0

I have a bucket folder in Google Cloud with about 47GB of data in it. I start a new Kubernetes StatefulSet (in my Google Cloud Kubernetes cluster). The first thing that the container inside the StatefulSet does is to use gsutil -m rsync -r gs://<BUCKET_PATH> <LOCAL_MOUNT_PATH> to sync the bucket folder contents to a locally mounted folder, which corresponds to a Kubernetes Persistent Volume. The Persistent Volume Claim for this StatefulSet requests 125Gi of storage and is only used for this rsync. But the gsutil sync eventually hits a wall where the pod runs out of disk space (space in the Persistent Volume) and gsutil throws an error: [Errno 28] No space left on device. This is weird, because I only need to copy 47GB of data over from the bucket, but the Persistent Volume should have 125Gi of storage available.

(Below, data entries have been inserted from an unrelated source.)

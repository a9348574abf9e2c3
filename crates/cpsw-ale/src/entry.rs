//! ALE table entry codec.
//!
//! An entry is a 96-bit record transferred as three 32-bit words. Word 0
//! holds bits 95..64 and word 2 holds bits 31..0, matching the order of
//! the three TABLE data registers. A field is a bit range counted from
//! bit 0 of the record; it may straddle a word boundary but never spans
//! more than two words.

use cpsw_types::{MacAddress, PortMask, VlanId};
use std::fmt;

/// Number of 32-bit words in an entry.
pub const ALE_ENTRY_WORDS: usize = 3;

/// Number of bits in an entry.
pub const ALE_ENTRY_BITS: u32 = 96;

const TYPE_START: u32 = 60;
const TYPE_BITS: u32 = 2;
pub(crate) const VLAN_ID_START: u32 = 48;
const VLAN_ID_BITS: u32 = 12;
const MCAST_STATE_START: u32 = 62;
const UCAST_TYPE_START: u32 = 62;
const PORT_START: u32 = 66;

/// Widest port mask or port number an address entry can hold.
pub const ALE_PORT_FIELD_BITS: u32 = ALE_ENTRY_BITS - PORT_START;
const SUPER_START: u32 = 65;
const BLOCKED_START: u32 = 65;
const SECURE_START: u32 = 64;
const MCAST_START: u32 = 40;
const ADDR_MSB_START: u32 = 40;

/// Entry type, bits 61..60.
#[derive(Debug, Clone, Copy, PartialEq, Eq, Hash)]
pub enum EntryType {
    Free = 0,
    Addr = 1,
    Vlan = 2,
    VlanAddr = 3,
}

impl EntryType {
    fn from_bits(bits: u32) -> Self {
        match bits & 0x3 {
            0 => EntryType::Free,
            1 => EntryType::Addr,
            2 => EntryType::Vlan,
            _ => EntryType::VlanAddr,
        }
    }

    /// Returns true for the two address-carrying types.
    pub fn is_addr(&self) -> bool {
        matches!(self, EntryType::Addr | EntryType::VlanAddr)
    }
}

/// Aging class of a unicast entry.
#[derive(Debug, Clone, Copy, PartialEq, Eq, Hash)]
pub enum UcastType {
    /// Never aged out.
    Persistent = 0,
    /// Learned and not hit since the last aging pass.
    Untouched = 1,
    /// OUI match entry, never aged out.
    Oui = 2,
    /// Learned and hit since the last aging pass.
    Touched = 3,
}

impl UcastType {
    fn from_bits(bits: u32) -> Self {
        match bits & 0x3 {
            0 => UcastType::Persistent,
            1 => UcastType::Untouched,
            2 => UcastType::Oui,
            _ => UcastType::Touched,
        }
    }

    /// Returns true if the aging pass (or the allocator) may evict it.
    pub fn is_ageable(&self) -> bool {
        matches!(self, UcastType::Untouched | UcastType::Touched)
    }
}

const fn bitmask(bits: u32) -> u32 {
    if bits >= 32 {
        u32::MAX
    } else {
        (1u32 << bits) - 1
    }
}

/// One ALE table entry.
///
/// The record is only reachable through named field accessors and the
/// generic bit-range codec; a fresh entry is all zero, which is a valid
/// free entry.
#[derive(Clone, Copy, Default, PartialEq, Eq, Hash)]
pub struct AleEntry {
    words: [u32; ALE_ENTRY_WORDS],
}

impl AleEntry {
    /// Creates a free (all zero) entry.
    pub const fn new() -> Self {
        Self {
            words: [0; ALE_ENTRY_WORDS],
        }
    }

    /// Creates an entry from the three table words, most significant first.
    pub const fn from_words(words: [u32; ALE_ENTRY_WORDS]) -> Self {
        Self { words }
    }

    /// Returns the three table words, most significant first.
    pub const fn words(&self) -> [u32; ALE_ENTRY_WORDS] {
        self.words
    }

    const fn in_range(start: u32, width: u32) -> bool {
        width != 0 && width <= 32 && start < ALE_ENTRY_BITS && width <= ALE_ENTRY_BITS - start
    }

    /// Extracts `width` bits starting at record bit `start`.
    ///
    /// `width` must be in 1..=32 and `start + width` at most 96; out of
    /// range requests read as zero.
    pub fn field(&self, start: u32, width: u32) -> u32 {
        if !Self::in_range(start, width) {
            return 0;
        }

        let lo_word = start / 32;
        let hi_word = (start + width - 1) / 32;
        let shift = start % 32;

        let mut value = u64::from(self.words[2 - lo_word as usize]) >> shift;
        if hi_word != lo_word {
            value |= u64::from(self.words[2 - hi_word as usize]) << (32 - shift);
        }

        (value as u32) & bitmask(width)
    }

    /// Stores the low `width` bits of `value` at record bit `start`.
    ///
    /// Bits outside the range are left untouched. Out of range requests
    /// are ignored.
    pub fn set_field(&mut self, start: u32, width: u32, value: u32) {
        if !Self::in_range(start, width) {
            return;
        }

        let value = value & bitmask(width);
        let lo_word = start / 32;
        let hi_word = (start + width - 1) / 32;
        let shift = start % 32;

        if hi_word != lo_word {
            let hi_bits = start + width - hi_word * 32;
            let hi = &mut self.words[2 - hi_word as usize];
            *hi &= !bitmask(hi_bits);
            *hi |= value >> (32 - shift);
        }

        let mask = (u64::from(bitmask(width)) << shift) as u32;
        let lo = &mut self.words[2 - lo_word as usize];
        *lo &= !mask;
        *lo |= ((u64::from(value)) << shift) as u32;
    }

    pub fn entry_type(&self) -> EntryType {
        EntryType::from_bits(self.field(TYPE_START, TYPE_BITS))
    }

    pub fn set_entry_type(&mut self, entry_type: EntryType) {
        self.set_field(TYPE_START, TYPE_BITS, entry_type as u32);
    }

    pub fn is_free(&self) -> bool {
        self.entry_type() == EntryType::Free
    }

    pub fn vlan_id(&self) -> VlanId {
        VlanId::from_bits(self.field(VLAN_ID_START, VLAN_ID_BITS))
    }

    pub fn set_vlan_id(&mut self, vid: VlanId) {
        self.set_field(VLAN_ID_START, VLAN_ID_BITS, u32::from(vid.as_u16()));
    }

    pub fn ucast_type(&self) -> UcastType {
        UcastType::from_bits(self.field(UCAST_TYPE_START, 2))
    }

    pub fn set_ucast_type(&mut self, ucast_type: UcastType) {
        self.set_field(UCAST_TYPE_START, 2, ucast_type as u32);
    }

    /// Multicast state shares bits 63..62 with the unicast type.
    pub fn mcast_state(&self) -> u8 {
        self.field(MCAST_STATE_START, 2) as u8
    }

    pub fn set_mcast_state(&mut self, state: u8) {
        self.set_field(MCAST_STATE_START, 2, u32::from(state));
    }

    /// The group bit of the stored address.
    pub fn is_mcast(&self) -> bool {
        self.field(MCAST_START, 1) != 0
    }

    pub fn is_super(&self) -> bool {
        self.field(SUPER_START, 1) != 0
    }

    pub fn set_super(&mut self, value: bool) {
        self.set_field(SUPER_START, 1, u32::from(value));
    }

    pub fn is_blocked(&self) -> bool {
        self.field(BLOCKED_START, 1) != 0
    }

    pub fn set_blocked(&mut self, value: bool) {
        self.set_field(BLOCKED_START, 1, u32::from(value));
    }

    pub fn is_secure(&self) -> bool {
        self.field(SECURE_START, 1) != 0
    }

    pub fn set_secure(&mut self, value: bool) {
        self.set_field(SECURE_START, 1, u32::from(value));
    }

    /// Destination port of a unicast entry, `bits` wide.
    pub fn port_num(&self, bits: u32) -> u32 {
        self.field(PORT_START, bits)
    }

    pub fn set_port_num(&mut self, port: u32, bits: u32) {
        self.set_field(PORT_START, bits, port);
    }

    /// Member ports of a multicast entry, `bits` wide.
    pub fn port_mask(&self, bits: u32) -> PortMask {
        PortMask::from_bits(self.field(PORT_START, bits))
    }

    pub fn set_port_mask(&mut self, mask: PortMask, bits: u32) {
        self.set_field(PORT_START, bits, mask.bits());
    }

    /// The stored MAC address, octet 0 at bits 47..40.
    pub fn addr(&self) -> MacAddress {
        let mut bytes = [0u8; 6];
        for (i, byte) in bytes.iter_mut().enumerate() {
            *byte = self.field(ADDR_MSB_START - 8 * i as u32, 8) as u8;
        }
        MacAddress::new(bytes)
    }

    pub fn set_addr(&mut self, addr: &MacAddress) {
        for (i, byte) in addr.as_bytes().iter().enumerate() {
            self.set_field(ADDR_MSB_START - 8 * i as u32, 8, u32::from(*byte));
        }
    }
}

impl fmt::Debug for AleEntry {
    fn fmt(&self, f: &mut fmt::Formatter<'_>) -> fmt::Result {
        write!(
            f,
            "AleEntry({:08x} {:08x} {:08x})",
            self.words[0], self.words[1], self.words[2]
        )
    }
}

I can confirm the Persistent Volume Claim and the Persistent Volume have been provisioned with the appropriate sizes by using kubectl get pvc and kubectl get pv. If I run df -h inside the pod (kubectl exec -it <POD_NAME> -- df -h) I can see that the mounted path exists and that it has the expected size (125Gi). Using df -h during the sync I can see that it does indeed take up all the available space in the Persistent Volume when it finally hits No space left on device.

Further, if I provision a Persistent Volume of 200Gi and retry the sync, it finishes successfully and df -h shows that the used space in the Persistent Volume is 47GB, as expected (this is after gsutil rsync is completed).

So it seems that gsutil rsync uses far more space while syncing than I would expect. Why is this? Is there a way to change how gsutil rsync is done so that it doesn't require a larger Persistent Volume than necessary?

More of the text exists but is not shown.